**What this task involves**
Exactly the lines from the opening of the records through the line containing "let frame = encode_command(&command);" should be copied, with both included.

**Available records**

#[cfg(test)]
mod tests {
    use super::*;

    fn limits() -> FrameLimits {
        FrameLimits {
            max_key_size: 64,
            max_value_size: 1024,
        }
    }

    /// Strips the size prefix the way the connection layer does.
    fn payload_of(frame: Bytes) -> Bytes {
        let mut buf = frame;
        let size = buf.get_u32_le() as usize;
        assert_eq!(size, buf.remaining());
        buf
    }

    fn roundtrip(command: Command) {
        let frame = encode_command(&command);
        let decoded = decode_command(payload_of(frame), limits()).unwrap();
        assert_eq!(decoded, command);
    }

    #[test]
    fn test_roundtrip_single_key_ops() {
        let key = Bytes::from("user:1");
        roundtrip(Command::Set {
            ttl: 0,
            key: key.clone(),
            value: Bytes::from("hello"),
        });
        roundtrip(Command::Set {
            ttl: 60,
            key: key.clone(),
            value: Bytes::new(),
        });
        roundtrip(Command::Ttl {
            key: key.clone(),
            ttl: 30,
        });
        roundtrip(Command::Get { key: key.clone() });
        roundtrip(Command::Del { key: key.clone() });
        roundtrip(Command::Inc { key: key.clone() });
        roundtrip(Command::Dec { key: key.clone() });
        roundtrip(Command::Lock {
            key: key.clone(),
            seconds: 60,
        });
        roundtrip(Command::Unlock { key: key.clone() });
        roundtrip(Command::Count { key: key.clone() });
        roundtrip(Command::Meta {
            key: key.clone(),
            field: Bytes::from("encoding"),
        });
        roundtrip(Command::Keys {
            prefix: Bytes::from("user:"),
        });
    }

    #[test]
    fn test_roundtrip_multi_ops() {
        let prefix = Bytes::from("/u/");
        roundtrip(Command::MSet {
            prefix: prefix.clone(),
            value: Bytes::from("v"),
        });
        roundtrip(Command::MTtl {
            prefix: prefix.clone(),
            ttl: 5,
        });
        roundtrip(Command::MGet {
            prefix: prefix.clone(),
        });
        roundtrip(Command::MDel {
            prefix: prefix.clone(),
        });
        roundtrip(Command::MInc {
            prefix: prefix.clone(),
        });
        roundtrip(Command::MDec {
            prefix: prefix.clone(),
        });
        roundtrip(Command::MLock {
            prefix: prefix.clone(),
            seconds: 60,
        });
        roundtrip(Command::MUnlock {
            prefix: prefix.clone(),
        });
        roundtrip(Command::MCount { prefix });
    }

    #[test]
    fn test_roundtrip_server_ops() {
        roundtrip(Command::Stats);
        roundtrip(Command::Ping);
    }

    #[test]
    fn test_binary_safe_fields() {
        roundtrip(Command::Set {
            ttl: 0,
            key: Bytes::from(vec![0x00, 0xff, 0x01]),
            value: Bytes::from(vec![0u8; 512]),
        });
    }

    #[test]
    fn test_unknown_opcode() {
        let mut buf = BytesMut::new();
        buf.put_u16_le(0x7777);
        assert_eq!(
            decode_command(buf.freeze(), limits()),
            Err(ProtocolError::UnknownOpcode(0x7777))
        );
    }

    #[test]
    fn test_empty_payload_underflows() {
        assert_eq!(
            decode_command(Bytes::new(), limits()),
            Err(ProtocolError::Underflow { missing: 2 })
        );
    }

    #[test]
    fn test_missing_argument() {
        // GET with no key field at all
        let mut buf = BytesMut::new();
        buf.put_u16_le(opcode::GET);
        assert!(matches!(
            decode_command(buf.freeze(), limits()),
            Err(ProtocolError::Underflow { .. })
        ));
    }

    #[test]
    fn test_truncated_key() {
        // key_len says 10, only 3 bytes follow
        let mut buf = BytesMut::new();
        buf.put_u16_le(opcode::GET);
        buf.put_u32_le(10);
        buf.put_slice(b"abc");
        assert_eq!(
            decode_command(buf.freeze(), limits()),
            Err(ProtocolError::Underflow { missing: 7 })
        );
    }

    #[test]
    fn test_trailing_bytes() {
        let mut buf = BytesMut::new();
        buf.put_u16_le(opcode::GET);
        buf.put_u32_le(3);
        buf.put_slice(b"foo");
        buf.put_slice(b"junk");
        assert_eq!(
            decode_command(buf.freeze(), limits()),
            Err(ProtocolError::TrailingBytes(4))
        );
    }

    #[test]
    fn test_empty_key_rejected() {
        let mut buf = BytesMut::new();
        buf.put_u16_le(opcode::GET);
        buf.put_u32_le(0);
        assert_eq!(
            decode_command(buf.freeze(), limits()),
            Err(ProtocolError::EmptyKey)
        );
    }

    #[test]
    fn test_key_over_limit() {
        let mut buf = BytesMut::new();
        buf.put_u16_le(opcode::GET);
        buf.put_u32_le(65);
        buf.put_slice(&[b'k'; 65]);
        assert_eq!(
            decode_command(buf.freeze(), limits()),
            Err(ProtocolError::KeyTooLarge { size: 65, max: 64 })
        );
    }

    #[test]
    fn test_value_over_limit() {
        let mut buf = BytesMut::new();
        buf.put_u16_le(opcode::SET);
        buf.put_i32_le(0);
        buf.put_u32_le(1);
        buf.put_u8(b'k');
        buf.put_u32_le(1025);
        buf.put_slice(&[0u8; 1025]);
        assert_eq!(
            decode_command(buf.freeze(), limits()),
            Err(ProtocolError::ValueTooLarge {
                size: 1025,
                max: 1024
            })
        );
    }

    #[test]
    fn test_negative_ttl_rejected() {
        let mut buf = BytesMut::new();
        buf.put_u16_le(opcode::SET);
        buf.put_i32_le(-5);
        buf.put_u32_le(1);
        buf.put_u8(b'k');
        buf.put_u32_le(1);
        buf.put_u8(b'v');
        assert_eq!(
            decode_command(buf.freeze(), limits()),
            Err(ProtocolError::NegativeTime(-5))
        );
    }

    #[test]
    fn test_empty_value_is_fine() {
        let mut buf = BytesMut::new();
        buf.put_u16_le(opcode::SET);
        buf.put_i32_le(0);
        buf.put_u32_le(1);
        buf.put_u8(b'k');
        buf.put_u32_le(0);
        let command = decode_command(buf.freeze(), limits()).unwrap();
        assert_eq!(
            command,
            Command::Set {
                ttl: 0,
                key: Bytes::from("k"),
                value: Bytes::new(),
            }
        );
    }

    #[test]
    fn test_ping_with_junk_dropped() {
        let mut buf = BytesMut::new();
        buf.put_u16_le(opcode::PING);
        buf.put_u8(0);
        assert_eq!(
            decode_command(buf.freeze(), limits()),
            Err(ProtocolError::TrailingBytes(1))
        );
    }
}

**Solution for this problem**
#[cfg(test)]
mod tests {
    use super::*;

    fn limits() -> FrameLimits {
        FrameLimits {
            max_key_size: 64,
            max_value_size: 1024,
        }
    }

    /// Strips the size prefix the way the connection layer does.
    fn payload_of(frame: Bytes) -> Bytes {
        let mut buf = frame;
        let size = buf.get_u32_le() as usize;
        assert_eq!(size, buf.remaining());
        buf
    }

    fn roundtrip(command: Command) {
        let frame = encode_command(&command);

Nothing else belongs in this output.